A. Time-lapse images of scratch-wound closure of 2f/1f- and 1f/1f-ECs in response to bFGF (50 ng/ml). At 12 hours post-wounding, mutant cells almost completely closed the wound, while the wound was still present in the control culture. B. Statistical analysis shows that the rate of wound closure in 1f/1f-ECs was higher than that in 2f/1f-ECs. C. Migration distance of 1f/1f-ECs at the 12-hour time point was higher than that of 2f/1f-ECs. D. In the 3D modified Boyden chamber assay, significantly more migrating 1f/1f-ECs were counted in six randomly chosen fields as compared with 2f/1f-ECs. Note that all data represent means from three independent experiments. Error bars show standard errors. *p<0.05.
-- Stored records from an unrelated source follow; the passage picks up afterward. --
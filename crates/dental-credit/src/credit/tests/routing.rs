use super::common::*;
use axum::extract::{Path, State};
use axum::http::StatusCode;
use serde_json::json;
use std::sync::Arc;
use tower::ServiceExt;

use crate::credit::router::{self, ScoreUpdateRequest};
use crate::credit::service::ProfileService;

#[tokio::test]
async fn profile_handler_returns_not_found_for_unknown_people() {
    let (service, _) = build_service();
    let service = Arc::new(service);

    let response =
        router::profile_handler::<MemoryRoster>(State(service), Path("404".to_string())).await;

    assert_eq!(response.status(), StatusCode::NOT_FOUND);
    let payload = read_json_body(response).await;
    assert!(payload["error"]
        .as_str()
        .expect("error message")
        .contains("404"));
}

#[tokio::test]
async fn update_score_handler_rejects_out_of_range_scores() {
    let (service, _) = build_service();
    let service = Arc::new(service);

    let response = router::update_score_handler::<MemoryRoster>(
        State(service),
        Path("1".to_string()),
        axum::Json(ScoreUpdateRequest {
            score: 1000,
            effective_date: Some(edit_day()),
        }),
    )
    .await;

    assert_eq!(response.status(), StatusCode::UNPROCESSABLE_ENTITY);
}

#[tokio::test]
async fn update_score_handler_returns_not_found_for_unknown_people() {
    let (service, _) = build_service();
    let service = Arc::new(service);

    let response = router::update_score_handler::<MemoryRoster>(
        State(service),
        Path("404".to_string()),
        axum::Json(ScoreUpdateRequest {
            score: 700,
            effective_date: Some(edit_day()),
        }),
    )
    .await;

    assert_eq!(response.status(), StatusCode::NOT_FOUND);
}

#[tokio::test]
async fn roster_handler_reports_store_outages() {
    let service = Arc::new(ProfileService::new(Arc::new(UnavailableRoster)));

    let response = router::roster_handler::<UnavailableRoster>(State(service)).await;

    assert_eq!(response.status(), StatusCode::INTERNAL_SERVER_ERROR);
}

#[tokio::test]
async fn people_route_lists_the_roster() {
    let router = profile_router_with_seed();

    let response = router
        .oneshot(
            axum::http::Request::get("/api/v1/people")
                .body(axum::body::Body::empty())
                .unwrap(),
        )
        .await
        .expect("route executes");

    assert_eq!(response.status(), StatusCode::OK);
    let payload = read_json_body(response).await;
    let entries = payload.as_array().expect("roster array");
    assert_eq!(entries.len(), 8);
    assert_eq!(entries[0]["name"], "Sarah Johnson");
    assert_eq!(entries[0]["tier_label"], "Very Good");
}

#[tokio::test]
async fn profile_route_returns_person_payloads() {
    let router = profile_router_with_seed();

    let response = router
        .oneshot(
            axum::http::Request::get("/api/v1/people/3")
                .body(axum::body::Body::empty())
                .unwrap(),
        )
        .await
        .expect("route executes");

    assert_eq!(response.status(), StatusCode::OK);
    let payload = read_json_body(response).await;
    assert_eq!(payload["first_name"], "Emily");
    assert_eq!(payload["credit_score"], 820);
    assert_eq!(payload["address"]["city"], "Denver");
}

#[tokio::test]
async fn score_route_applies_edits() {
    let router = profile_router_with_seed();

    let body = json!({
        "score": 765,
        "effective_date": "2024-12-20",
    });
    let response = router
        .oneshot(
            axum::http::Request::post("/api/v1/people/1/score")
                .header(axum::http::header::CONTENT_TYPE, "application/json")
                .body(axum::body::Body::from(
                    serde_json::to_vec(&body).unwrap(),
                ))
                .unwrap(),
        )
        .await
        .expect("route executes");

    assert_eq!(response.status(), StatusCode::OK);
    let payload = read_json_body(response).await;
    assert_eq!(payload["previous_score"], 750);
    assert_eq!(payload["new_score"], 765);
    assert_eq!(payload["delta"], 15);
    assert_eq!(payload["tier"], "very_good");
}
https://doi.org/10.1371/journal.pone.0063138.g002

Formation of More Persistent and Intricate Tubular Networks Upon Angiogenic Stimulation of 1f/1f-ECs

To characterize the branching morphogenesis of 2f/1f-ECs and 1f/1f-ECs, we employed the tube-forming assay in Matrigel [44]. The same number of 2f/1f- and 1f/1f-ECs were seeded onto the Matrigel in chemically defined growth factor- and serum-free ECM in the presence of bFGF (50 ng/ml). Morphological changes and tubular networks were photographed 3, 6, 9, 12, 24, and 48 hours after plating. Tube-like networks in 1f/1f-ECs appeared more excessive than those in 2f/1f-ECs (see top rows in Figure 3A and 3B). While the tubular networks formed by the control ECs began to regress after 12 hours (Figure 3A and 3C), those formed by the mutant ECs appeared to be resistant to the regression and remained past 24 hours after seeding (Figure 3B and 3D). Total tubular lengths were greater in the mutants at all time points (Figure S2) than those in the controls.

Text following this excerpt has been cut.